In this workshop we will shall attempt the following
- Install an OpenStack all-in-one environment
- Create a 2 node virtual cluster on top of our OpenStack environment
- Run some workload in a Singularity Container
Table of Contents generated with DocToc
- vScaler HPC on OpenStack Workshop
- Setup the deploy container
- Create the base configuration files.
- Create the globals.yml configuration file
- Setup the ansible inventory file.
- Restart docker container with configiration files mounted
- Generate passwords for all the OpenStack services
- Ping checks
- Bootstrap target AIO node
- Run the deploy prechecks
- Pull the images down
- Ready to deploy!
- Create adminrc shell file
- Check the OpenStack environmnet
- Setup the initial OpenStack environment
- Run the init-runonce script
- Create first VM
- Failure to create VM
- Update the OpenStack configuration
- Verify the reconfiguration
- Create VM - Take#2
- Access the VM
- Import Centos7 images
- Create our cluster controller and compute node
- Time to deploy the HPC Cluster
- Setup the Centos VM nodes as we need
- Setup to use local repo
- Generate /etc/hosts
- Setup passwordless access between the nodes
- Permit root access to the cloud images
- Install some prereqs and clone repo
- Setup some more prereqs
- Modify the ansible setup
- Ansible configure the controller / headnode
- Ansible configure the compute node
- Check the status of SLURM
- Execute jobs with Singularity
Ok, so to start with lets make sure we can all access the VMs provided for the lab environment and get the baseline configuration in place to allow us progress.

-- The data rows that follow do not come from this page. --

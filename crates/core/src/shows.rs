//! Past/upcoming classification of shows.

use chrono::Duration;

use crate::types::Timestamp;

/// A show stays "upcoming" for this many hours after it starts.
pub const IN_PROGRESS_GRACE_HOURS: i64 = 3;

/// A show is past once its start time is at least
/// [`IN_PROGRESS_GRACE_HOURS`] behind `now`.
pub fn is_past(start_time: Timestamp, now: Timestamp) -> bool {
    start_time <= now - Duration::hours(IN_PROGRESS_GRACE_HOURS)
}

/// Earliest start time that still counts as upcoming at `now`.
///
/// Repositories bind this to `start_time > $n` when counting upcoming shows.
pub fn upcoming_cutoff(now: Timestamp) -> Timestamp {
    now - Duration::hours(IN_PROGRESS_GRACE_HOURS)
}

/// Split `shows` into `(past, upcoming)`, preserving input order.
pub fn partition_by_time<T>(
    shows: Vec<T>,
    now: Timestamp,
    start_of: impl Fn(&T) -> Timestamp,
) -> (Vec<T>, Vec<T>) {
    shows.into_iter().partition(|show| is_past(start_of(show), now))
}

Details for access will be provided by the instrutor. You should have access to 2 VMs. One VM vscaler-kolla-deploy-XX
and vscaler-openstack-aio-YY
. These nodes are refered to as deploy
and aio
from here on in. (aio = AllInOne)
Note: All commands should be run by root unless otherwise stated. You'll need to login as centos and then
sudo su -
# Run this on both deploy and aio nodes
setenforce 0
sed -i 's/SELINUX=enforcing/SELINUX=disabled/g' /etc/sysconfig/selinux
# Install on deploy node only
yum -y install docker vim screen
systemctl start docker
eth1 will be used as the cloud network and needs to be brought to an UP state before we configure the cloud.
# aio node
ip link set dev eth1 up
Wifi drops are painfully frequent - dont let it ruin your good work. Get working in screen (or tmux) so you can reattach in the event of any connectivity issues.
# Screen basics
screen -S vscaler
(ctrl + a, ctrl + d)
screen -r vscaler
Lets pull our deployment container and get it tagged and ready for action.
# on deploy node
docker pull registry.vscaler.com:5000/kolla/kolla-deploy:stein
docker tag registry.vscaler.com:5000/kolla/kolla-deploy:stein kolla-deploy
docker create --name kolla-deploy --hostname kolla-deploy kolla-deploy
Our deployment system is guided by a number of configuiration. We copy the default files across from the deploy container and populate them with some sensible defaults.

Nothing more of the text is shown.